Vascular malformations in and around the brain and skull base are not rare, and many cause neurological and neuro-ophthalmic signs and symptoms. When the orbit is involved, arteriovenous malformations (AVMs) may manifest with primary orbital signs, including proptosis, chemosis, and dystopia. Secondary signs may include problems associated with optic nerve function and morbidity related to orbital venous congestion. Digital subtraction angiography remains the gold standard of diagnosis, but the past 15 years have provided a revolution in neurointerventional therapeutic techniques. Small tracker catheters and more experienced neuroradiologists can maneuver into small feeders, embolizing AVMs transarterially or even transvenously.
Orbital lesions have remained on the frontier of interventional neuroradiology.

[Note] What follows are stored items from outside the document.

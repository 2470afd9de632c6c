//! Artifact helpers
//!
//! Naming and validation for uploaded and compressed files, plus deletion that
//! treats an already-missing file as success. Several cleanup paths (lifecycle
//! completion, explicit delete, sweep) may race on the same path.

use crate::error::JobError;
use std::io;
use std::path::{Path, PathBuf};
use std::time::{SystemTime, UNIX_EPOCH};

/// Remove a file, returning whether it existed.
///
/// A missing file is not an error.
pub fn remove_artifact(path: &Path) -> io::Result<bool> {
    match std::fs::remove_file(path) {
        Ok(()) => Ok(true),
        Err(e) if e.kind() == io::ErrorKind::NotFound => Ok(false),
        Err(e) => Err(e),
    }
}

/// Best-effort removal used on cleanup paths; failures are logged, not returned.
pub fn discard_artifact(job_id: &str, path: &Path) {
    match remove_artifact(path) {
        Ok(true) => tracing::debug!(job_id, path = %path.display(), "Removed artifact"),
        Ok(false) => {}
        Err(e) => tracing::warn!(
            job_id,
            path = %path.display(),
            error = %e,
            "Failed to remove artifact"
        ),
    }
}

/// Lowercased extension of a client-supplied file name, without the dot
pub fn extension_of(file_name: &str) -> Option<String> {
    Path::new(file_name)
        .extension()
        .and_then(|e| e.to_str())
        .filter(|e| !e.is_empty())
        .map(|e| e.to_ascii_lowercase())
}

/// Check a client file name against the extension allow-list.
///
/// Returns the normalized extension on success.
pub fn validate_extension(file_name: &str, allowed: &[String]) -> Result<String, JobError> {
    let ext = extension_of(file_name)
        .ok_or_else(|| JobError::UnsupportedFileType(file_name.to_string()))?;
    if allowed.iter().any(|a| a.eq_ignore_ascii_case(&ext)) {
        Ok(ext)
    } else {
        Err(JobError::UnsupportedFileType(ext))
    }
}

/// Check the mime type the client sent, when it sent one
pub fn validate_content_type(
    content_type: Option<&str>,
    allowed: &[String],
) -> Result<(), JobError> {
    let Some(ct) = content_type else {
        return Ok(());
    };
    let ct = ct.to_ascii_lowercase();
    if ct.starts_with("video/")
        || ct == "application/octet-stream"
        || allowed.iter().any(|a| ct.contains(a.as_str()))
    {
        Ok(())
    } else {
        Err(JobError::UnsupportedFileType(ct))
    }
}

/// Unique on-disk name for a fresh upload: `video-<ms>-<rand>.<ext>`
pub fn upload_file_name(ext: &str) -> String {
    let millis = SystemTime::now()
        .duration_since(UNIX_EPOCH)
        .map(|d| d.as_millis())
        .unwrap_or(0);
    let suffix: u32 = rand::random::<u32>() % 1_000_000_000;
    format!("video-{}-{}.{}", millis, suffix, ext)
}

/// Output location for a job: `<outputs_dir>/compressed-<id>.<ext>`.
///
/// Falls back to `mp4` when the input has no usable extension.
pub fn output_path_for(outputs_dir: &Path, job_id: &str, input_path: &Path) -> PathBuf {
    let ext = input_path
        .extension()
        .and_then(|e| e.to_str())
        .unwrap_or("mp4");
    outputs_dir.join(format!("compressed-{}.{}", job_id, ext))
}

/// Suggested download name derived from the client's original name
pub fn download_file_name(original_name: &str) -> String {
    let base = Path::new(original_name)
        .file_name()
        .and_then(|n| n.to_str())
        .unwrap_or("video.mp4");
    let cleaned: String = base
        .chars()
        .map(|c| if c == '"' || c == '\\' || c.is_control() { '_' } else { c })
        .collect();
    format!("compressed-{}", cleaned)
}

/// Number of regular files directly inside `dir`; 0 if it cannot be read
pub fn count_files(dir: &Path) -> usize {
    std::fs::read_dir(dir)
        .map(|entries| {
            entries
                .filter_map(Result::ok)
                .filter(|e| e.file_type().map(|t| t.is_file()).unwrap_or(false))
                .count()
        })
        .unwrap_or(0)
}

#[cfg(test)]
mod tests {
    use super::*;
    use tempfile::TempDir;

    fn allowed() -> Vec<String> {
        ["mp4", "mov", "mkv"].iter().map(|s| s.to_string()).collect()
    }

    #[test]
    fn test_remove_artifact_is_idempotent() {
        let dir = TempDir::new().unwrap();
        let path = dir.path().join("a.mp4");
        std::fs::write(&path, b"data").unwrap();

        assert!(remove_artifact(&path).unwrap());
        assert!(!path.exists());
        assert!(!remove_artifact(&path).unwrap());
        assert!(!remove_artifact(&dir.path().join("never-existed.mp4")).unwrap());
    }

    #[test]
    fn test_validate_extension() {
        assert_eq!(validate_extension("Clip.MP4", &allowed()).unwrap(), "mp4");
        assert_eq!(validate_extension("a.b.mkv", &allowed()).unwrap(), "mkv");
        assert!(matches!(
            validate_extension("notes.txt", &allowed()),
            Err(JobError::UnsupportedFileType(ref e)) if e == "txt"
        ));
        assert!(validate_extension("noext", &allowed()).is_err());
    }

    #[test]
    fn test_validate_content_type() {
        assert!(validate_content_type(None, &allowed()).is_ok());
        assert!(validate_content_type(Some("video/mp4"), &allowed()).is_ok());
        assert!(validate_content_type(Some("application/octet-stream"), &allowed()).is_ok());
        assert!(validate_content_type(Some("image/png"), &allowed()).is_err());
    }

    #[test]
    fn test_upload_file_name_shape() {
        let name = upload_file_name("mov");
        assert!(name.starts_with("video-"));
        assert!(name.ends_with(".mov"));
        assert_ne!(upload_file_name("mov"), upload_file_name("mov"));
    }

    #[test]
    fn test_output_path_keeps_input_extension() {
        let out = output_path_for(Path::new("/out"), "abc", Path::new("/in/video-1-2.mkv"));
        assert_eq!(out, PathBuf::from("/out/compressed-abc.mkv"));
        let out = output_path_for(Path::new("/out"), "abc", Path::new("/in/noext"));
        assert_eq!(out, PathBuf::from("/out/compressed-abc.mp4"));
    }

    #[test]
    fn test_download_file_name() {
        assert_eq!(download_file_name("holiday.mp4"), "compressed-holiday.mp4");
        assert_eq!(download_file_name("../../etc/x.mp4"), "compressed-x.mp4");
        assert_eq!(download_file_name("we\"ird.mov"), "compressed-we_ird.mov");
    }

    #[test]
    fn test_count_files() {
        let dir = TempDir::new().unwrap();
        assert_eq!(count_files(dir.path()), 0);
        std::fs::write(dir.path().join("a"), b"").unwrap();
        std::fs::write(dir.path().join("b"), b"").unwrap();
        std::fs::create_dir(dir.path().join("sub")).unwrap();
        assert_eq!(count_files(dir.path()), 2);
        assert_eq!(count_files(&dir.path().join("missing")), 0);
    }
}
//! Error types shared by the job store, executor and HTTP boundary

use thiserror::Error;

/// Coarse classification used to pick a boundary response
#[derive(Debug, Clone, Copy, PartialEq, Eq)]
pub enum ErrorKind {
    /// Bad input rejected before any resource is committed
    Validation,
    /// Request conflicts with the job's current state
    Conflict,
    /// Admission ceiling reached; the caller may retry
    Capacity,
    /// Unknown job, or an artifact vanished from disk
    NotFound,
    /// Anything else (I/O on our side, broken invariants)
    Internal,
}

/// Error type for job operations
#[derive(Debug, Error)]
pub enum JobError {
    #[error("Invalid resolution '{0}'. Choose 720p, 1080p, or original")]
    InvalidPreset(String),

    #[error("Unsupported file type '{0}'")]
    UnsupportedFileType(String),

    #[error("File too large. Maximum size is {limit_bytes} bytes")]
    TooLarge { limit_bytes: u64 },

    #[error("Malformed upload: {0}")]
    MalformedUpload(String),

    #[error("Job not found")]
    NotFound,

    #[error("Compression already in progress")]
    AlreadyProcessing,

    #[error("Video already compressed")]
    AlreadyCompleted,

    #[error("Video file not found. It may have been deleted.")]
    InputMissing,

    #[error(
        "Server is busy. Maximum {limit} concurrent compressions allowed ({active} active)"
    )]
    Busy { active: usize, limit: usize },

    #[error("Video compression not completed yet")]
    NotReady,

    #[error("Compressed file not found. It may have been deleted.")]
    FileMissing,

    #[error("I/O error: {0}")]
    Io(#[from] std::io::Error),
}

impl JobError {
    pub fn kind(&self) -> ErrorKind {
        match self {
            JobError::InvalidPreset(_)
            | JobError::UnsupportedFileType(_)
            | JobError::TooLarge { .. }
            | JobError::MalformedUpload(_) => ErrorKind::Validation,
            JobError::AlreadyProcessing
            | JobError::AlreadyCompleted
            | JobError::NotReady => ErrorKind::Conflict,
            JobError::Busy { .. } => ErrorKind::Capacity,
            JobError::NotFound | JobError::InputMissing | JobError::FileMissing => {
                ErrorKind::NotFound
            }
            JobError::Io(_) => ErrorKind::Internal,
        }
    }
}
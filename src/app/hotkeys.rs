use crate::domain::{Domain, Route, RouteKey};
use crossterm::event::{KeyCode, KeyEvent, KeyModifiers};
use std::sync::Arc;

#[derive(Clone, Debug, Eq, PartialEq)]
pub struct RouteHotkey {
    pub key: char,
    pub route: Route,
}

pub const ROUTE_HOTKEYS: [RouteHotkey; 7] = [
    RouteHotkey {
        key: 'o',
        route: Route::Overview,
    },
    RouteHotkey {
        key: 'v',
        route: Route::Insight(RouteKey::Views),
    },
    RouteHotkey {
        key: 'p',
        route: Route::Insight(RouteKey::Pages),
    },
    RouteHotkey {
        key: 'r',
        route: Route::Insight(RouteKey::Referrers),
    },
    RouteHotkey {
        key: 'd',
        route: Route::Insight(RouteKey::Durations),
    },
    RouteHotkey {
        key: 'e',
        route: Route::Insight(RouteKey::Events),
    },
    RouteHotkey {
        key: 's',
        route: Route::Settings,
    },
];

pub fn hotkey_for_route(route: &Route) -> Option<char> {
    ROUTE_HOTKEYS
        .iter()
        .find(|hotkey| &hotkey.route == route)
        .map(|hotkey| hotkey.key)
}

/// Digit keys bound to a specific domain list. Replaced wholesale on rebind.
#[derive(Clone, Debug, Default)]
struct DigitBinding {
    domains: Arc<[Domain]>,
}

impl DigitBinding {
    fn lookup(&self, digit: u32) -> Option<Route> {
        let index = usize::try_from(digit).ok()?;
        self.domains.get(index).map(|domain| Route::domain(&domain.id))
    }
}

/// Global key bindings for the dashboard. Holds exactly one digit binding at a time.
#[derive(Clone, Debug, Default)]
pub struct HotkeyDispatcher {
    digits: DigitBinding,
}

impl HotkeyDispatcher {
    pub fn bind(domains: Arc<[Domain]>) -> Self {
        Self {
            digits: DigitBinding { domains },
        }
    }

    /// Swaps in a binding over the new domain list; the old one is dropped.
    pub fn rebind_domains(&mut self, domains: Arc<[Domain]>) {
        tracing::debug!(domains = domains.len(), "digit hotkeys rebound");
        self.digits = DigitBinding { domains };
    }

    pub fn bound_domains(&self) -> usize {
        self.digits.domains.len()
    }

    /// Navigation target for a key press, if it is bound. Modified keys never match.
    pub fn dispatch(&self, key: &KeyEvent) -> Option<Route> {
        if key
            .modifiers
            .intersects(KeyModifiers::CONTROL | KeyModifiers::ALT | KeyModifiers::SUPER)
        {
            return None;
        }
        let KeyCode::Char(character) = key.code else {
            return None;
        };
        if let Some(digit) = character.to_digit(10) {
            return self.digits.lookup(digit);
        }
        ROUTE_HOTKEYS
            .iter()
            .find(|hotkey| hotkey.key == character)
            .map(|hotkey| hotkey.route.clone())
    }
}
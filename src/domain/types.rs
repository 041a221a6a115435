use serde::{Deserialize, Serialize};

/// A tracked site, as listed in the header and bound to the digit hotkeys.
#[derive(Clone, Debug, Eq, PartialEq, Serialize, Deserialize)]
pub struct Domain {
    pub id: String,
    pub title: String,
}

/// Number of domains reachable through the digit hotkeys `0`-`9`.
pub const DOMAIN_HOTKEY_SLOTS: usize = 10;

/// The digit shown next to a domain entry, only for the first ten.
pub fn domain_hotkey_hint(index: usize) -> Option<char> {
    if index < DOMAIN_HOTKEY_SLOTS {
        u32::try_from(index)
            .ok()
            .and_then(|digit| char::from_digit(digit, 10))
    } else {
        None
    }
}
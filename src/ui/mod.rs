mod theme;

use crate::app::{
    AppModel, HeaderEntry, MenuItem, OpenMenu, body_area, content_area, domain_entries,
    filter_bar_area, filter_triggers, menu_entry_text, section_entries, trigger_label,
};
use crate::domain::{
    BrowsersType, CompositeDimension, DevicesType, FilterState, MenuDescriptor, MenuEntry,
    MenuSlot, Route, SystemsType,
};
use ratatui::prelude::*;
use ratatui::widgets::*;

pub fn render(frame: &mut Frame, model: &AppModel) {
    let area = frame.area();
    if area.width == 0 || area.height == 0 {
        return;
    }
    let size = (area.width, area.height);
    let descriptors = model.descriptors();

    frame.render_widget(Block::default().style(Style::default().bg(theme::BG)), area);
    render_header(frame, area, model);
    render_content(frame, content_area(size), model, &descriptors);
    render_filter_bar(frame, size, model, &descriptors);

    // Floating menus go last so nothing paints over them.
    render_open_menus(frame, size, model, &descriptors);

    if model.help_open {
        render_help_overlay(frame, area);
    }
}

fn render_header(frame: &mut Frame, area: Rect, model: &AppModel) {
    let sections_row = Rect::new(area.x, area.y, area.width, 1);
    frame.render_widget(
        Paragraph::new(header_line(&section_entries(), &model.route))
            .style(Style::default().bg(theme::BAR_BG)),
        sections_row,
    );

    if area.height < 2 {
        return;
    }
    let domains_row = Rect::new(area.x, area.y.saturating_add(1), area.width, 1);
    let line = if model.domains.is_empty() {
        Line::from(Span::styled(
            " No domains configured",
            Style::default().fg(theme::DIM),
        ))
    } else {
        header_line(&domain_entries(&model.domains), &model.route)
    };
    frame.render_widget(
        Paragraph::new(line).style(Style::default().bg(theme::SURFACE)),
        domains_row,
    );
}

/// Entries start at column 1, matching the click boxes from the layout module.
fn header_line(entries: &[HeaderEntry], active: &Route) -> Line<'static> {
    let mut spans = vec![Span::raw(" ")];
    for entry in entries {
        let is_active = &entry.route == active;
        let (label_style, hint_style) = if is_active {
            let style = Style::default()
                .fg(theme::BG)
                .bg(theme::ACCENT)
                .add_modifier(Modifier::BOLD);
            (style, style)
        } else {
            (
                Style::default().fg(theme::FG),
                Style::default().fg(theme::DIM),
            )
        };
        spans.push(Span::styled(format!(" {}", entry.label), label_style));
        match entry.hint {
            Some(hint) => spans.push(Span::styled(format!(" [{hint}] "), hint_style)),
            None => spans.push(Span::styled(" ", label_style)),
        }
    }
    Line::from(spans)
}

fn render_content(
    frame: &mut Frame,
    area: Rect,
    model: &AppModel,
    descriptors: &[MenuDescriptor],
) {
    if area.height == 0 {
        return;
    }
    let area = inner_area(area);
    let muted = Style::default().fg(theme::MUTED);
    let dim = Style::default().fg(theme::DIM);

    let mut lines = vec![
        Line::from(vec![
            Span::styled("Route    ", muted),
            Span::styled(model.route.path(), Style::default().fg(theme::FG)),
        ]),
        Line::from(""),
    ];

    if descriptors.is_empty() {
        lines.push(Line::from(Span::styled("No filters for this section.", dim)));
    } else {
        lines.push(Line::from(Span::styled(
            "Filters",
            muted.add_modifier(Modifier::BOLD),
        )));
        for descriptor in descriptors {
            let value = if descriptor.visible {
                Span::styled(descriptor.label, Style::default().fg(theme::ACCENT))
            } else {
                Span::styled("hidden", dim)
            };
            lines.push(Line::from(vec![
                Span::styled(format!("  {:<10}", slot_title(descriptor.slot)), muted),
                value,
            ]));
            if let MenuSlot::SortingWithToggle(dimension) = descriptor.slot {
                let (title, value) = composite_detail(dimension, &model.filters.state);
                lines.push(Line::from(vec![
                    Span::styled(format!("  {title:<10}"), muted),
                    Span::styled(value, Style::default().fg(theme::FG)),
                ]));
            }
        }
    }

    if let Some(notice) = &model.notice {
        lines.push(Line::from(""));
        lines.push(Line::from(Span::styled(
            notice.clone(),
            Style::default().fg(theme::ERROR),
        )));
    }

    lines.push(Line::from(""));
    lines.push(Line::from(Span::styled(
        "Keys: letters/digits navigate  Tab filters  ?=help  q=quit",
        dim,
    )));

    let paragraph = Paragraph::new(lines).wrap(Wrap { trim: false }).block(
        Block::default()
            .title(section_title(model))
            .borders(Borders::ALL)
            .border_style(Style::default().fg(theme::BORDER))
            .padding(Padding::horizontal(1)),
    );
    frame.render_widget(paragraph, area);
}

fn section_title(model: &AppModel) -> String {
    match &model.route {
        Route::Domain { id } => model
            .domains
            .iter()
            .find(|domain| &domain.id == id)
            .map_or_else(|| format!("Domain {id}"), |domain| domain.title.clone()),
        route => route.key().label().to_string(),
    }
}

fn slot_title(slot: MenuSlot) -> &'static str {
    match slot {
        MenuSlot::Sorting | MenuSlot::SortingWithToggle(_) => "Sorting",
        MenuSlot::Range => "Range",
        MenuSlot::Interval => "Interval",
        MenuSlot::ViewsType => "Views",
        MenuSlot::ReferrersType => "Referrers",
        MenuSlot::SizesType => "Sizes",
    }
}

fn composite_detail(
    dimension: CompositeDimension,
    state: &FilterState,
) -> (&'static str, &'static str) {
    let shown = match dimension {
        CompositeDimension::Systems => state.systems_type == SystemsType::WithVersion,
        CompositeDimension::Devices => state.devices_type == DevicesType::WithModel,
        CompositeDimension::Browsers => state.browsers_type == BrowsersType::WithVersion,
    };
    let title = match dimension {
        CompositeDimension::Devices => "Models",
        CompositeDimension::Systems | CompositeDimension::Browsers => "Versions",
    };
    (title, if shown { "shown" } else { "hidden" })
}

fn render_filter_bar(
    frame: &mut Frame,
    size: (u16, u16),
    model: &AppModel,
    descriptors: &[MenuDescriptor],
) {
    let Some(bar) = filter_bar_area(size) else {
        return;
    };
    frame.render_widget(Block::default().style(Style::default().bg(theme::BAR_BG)), bar);

    let triggers = filter_triggers(size, descriptors);
    for (id, (descriptor, trigger)) in descriptors.iter().zip(&triggers).enumerate() {
        let Some(rect) = trigger else {
            continue;
        };
        let open = model.filter_bar.item(id).is_some_and(MenuItem::is_open);
        let style = if open {
            Style::default()
                .fg(theme::BG)
                .bg(theme::ACCENT)
                .add_modifier(Modifier::BOLD)
        } else {
            Style::default().fg(theme::FG).bg(theme::SURFACE)
        };
        frame.render_widget(Paragraph::new(trigger_label(descriptor)).style(style), *rect);
    }
}

fn render_open_menus(
    frame: &mut Frame,
    size: (u16, u16),
    model: &AppModel,
    descriptors: &[MenuDescriptor],
) {
    let body = body_area(size);
    for id in model.filter_bar.open_ids() {
        let (Some(descriptor), Some(open)) = (
            descriptors.get(id),
            model.filter_bar.item(id).and_then(MenuItem::open_state),
        ) else {
            continue;
        };
        render_menu(frame, body, descriptor, open);
    }
}

/// Draws the part of a menu that falls inside `body`; borders on clipped edges are dropped.
fn render_menu(frame: &mut Frame, body: Rect, descriptor: &MenuDescriptor, open: &OpenMenu) {
    let visible = open.visible_rect(body);
    if visible.width == 0 || visible.height == 0 {
        return;
    }
    frame.render_widget(Clear, visible);

    let top = open.origin.1;
    let bottom = top + i32::from(open.size.1) - 1;
    let left = open.origin.0;
    let right = left + i32::from(open.size.0) - 1;

    let mut borders = Borders::NONE;
    if top >= i32::from(visible.y) {
        borders |= Borders::TOP;
    }
    if bottom < i32::from(visible.bottom()) {
        borders |= Borders::BOTTOM;
    }
    if left >= i32::from(visible.x) {
        borders |= Borders::LEFT;
    }
    if right < i32::from(visible.right()) {
        borders |= Borders::RIGHT;
    }
    frame.render_widget(
        Block::default()
            .borders(borders)
            .border_style(Style::default().fg(theme::BORDER))
            .style(Style::default().bg(theme::SURFACE)),
        visible,
    );

    let inner_left = (left + 1).max(i32::from(visible.x));
    let inner_right = right.min(i32::from(visible.right()));
    if inner_right <= inner_left {
        return;
    }
    let x = clamp_u16(inner_left);
    let width = clamp_u16(inner_right - inner_left);

    for (index, entry) in descriptor.items.iter().enumerate() {
        let row = open.item_row(index);
        if row <= top || row >= bottom {
            continue;
        }
        if row < i32::from(visible.y) || row >= i32::from(visible.bottom()) {
            continue;
        }
        let line_area = Rect::new(x, clamp_u16(row), width, 1);
        let highlighted = open.highlighted == Some(index);
        frame.render_widget(Paragraph::new(menu_line(entry, width, highlighted)), line_area);
    }
}

fn menu_line(entry: &MenuEntry, width: u16, highlighted: bool) -> Line<'static> {
    let button = match entry {
        MenuEntry::Separator => {
            return Line::from(Span::styled(
                "─".repeat(usize::from(width)),
                Style::default().fg(theme::BORDER),
            ));
        }
        MenuEntry::Button(button) => button,
    };

    let mut label_style = Style::default().fg(theme::FG);
    let mut description_style = Style::default().fg(theme::DIM);
    if button.active {
        label_style = label_style.fg(theme::ACCENT).add_modifier(Modifier::BOLD);
    }
    if highlighted {
        label_style = label_style.bg(theme::ACCENT_BG).add_modifier(Modifier::REVERSED);
        description_style = description_style
            .bg(theme::ACCENT_BG)
            .add_modifier(Modifier::REVERSED);
    }

    let text = menu_entry_text(entry);
    let label_len = button.label.len();
    let (label, description) = text.split_at(label_len.min(text.len()));
    Line::from(vec![
        Span::styled(format!(" {label}"), label_style),
        Span::styled(format!("{description} "), description_style),
    ])
}

fn clamp_u16(value: i32) -> u16 {
    u16::try_from(value.max(0)).unwrap_or(u16::MAX)
}

fn inner_area(area: Rect) -> Rect {
    if area.width < 40 || area.height < 12 {
        return area;
    }
    area.inner(Margin {
        vertical: 1,
        horizontal: 2,
    })
}

fn render_help_overlay(frame: &mut Frame, area: Rect) {
    let popup = centered_rect(70, 70, area);
    frame.render_widget(Clear, popup);

    let text = vec![
        Line::from("Sections"),
        Line::from("  - o: overview    v: views    p: pages"),
        Line::from("  - r: referrers   d: durations   e: events"),
        Line::from("  - s: settings"),
        Line::from("  - 0-9: first ten domains"),
        Line::from("  - Click a header entry to open any section"),
        Line::from(""),
        Line::from("Filters"),
        Line::from("  - Tab: open the next filter menu"),
        Line::from("  - Up/Down: move the highlight"),
        Line::from("  - Enter or click: pick an option"),
        Line::from("  - Esc or click elsewhere: close"),
        Line::from(""),
        Line::from("Global"),
        Line::from("  - Ctrl+R: reload config"),
        Line::from("  - q, Ctrl+Q or Ctrl+C: quit"),
        Line::from("  - F1 or ?: toggle this help"),
    ];

    let paragraph = Paragraph::new(text).wrap(Wrap { trim: false }).block(
        Block::default()
            .borders(Borders::ALL)
            .border_style(Style::default().fg(theme::BORDER))
            .style(Style::default().bg(theme::SURFACE).fg(theme::FG))
            .padding(Padding::horizontal(1))
            .title("Help (F1 or ? to close)"),
    );
    frame.render_widget(paragraph, popup);
}

fn centered_rect(percent_x: u16, percent_y: u16, r: Rect) -> Rect {
    let popup_layout = Layout::default()
        .direction(Direction::Vertical)
        .constraints([
            Constraint::Percentage((100 - percent_y) / 2),
            Constraint::Percentage(percent_y),
            Constraint::Percentage((100 - percent_y) / 2),
        ])
        .split(r);

    Layout::default()
        .direction(Direction::Horizontal)
        .constraints([
            Constraint::Percentage((100 - percent_x) / 2),
            Constraint::Percentage(percent_x),
            Constraint::Percentage((100 - percent_x) / 2),
        ])
        .split(popup_layout[1])[1]
}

The extensive connections between the internal and external carotid artery supply as well as the potential for inadvertent embolization of end arteries such as the central retinal artery have limited the role of embolization in AVMs affecting the orbit.
Embolization may be inadequate to cure a lesion permanently unless the nidus is totally obliterated (often requiring placement of glue or some other agent that completely eliminates the primary connection into the venous system). If the nidus is not removed, additional vessels will be recruited. This statement also holds true for orbital lesions. As the authors point out, surgical excision is likely to remain an important part of the treatment of AVMs involving the orbit for the foreseeable future. The use of a multidisciplinary approach to these lesions recognizes the clinical spectrum possible as well as the contributions available from radiologists and ophthalmologists. Not all of these lesions need to be approached. Only when there is evidence of clinical deterioration or interference with function does the risk:benefit ratio for various therapeutic options need to be discussed.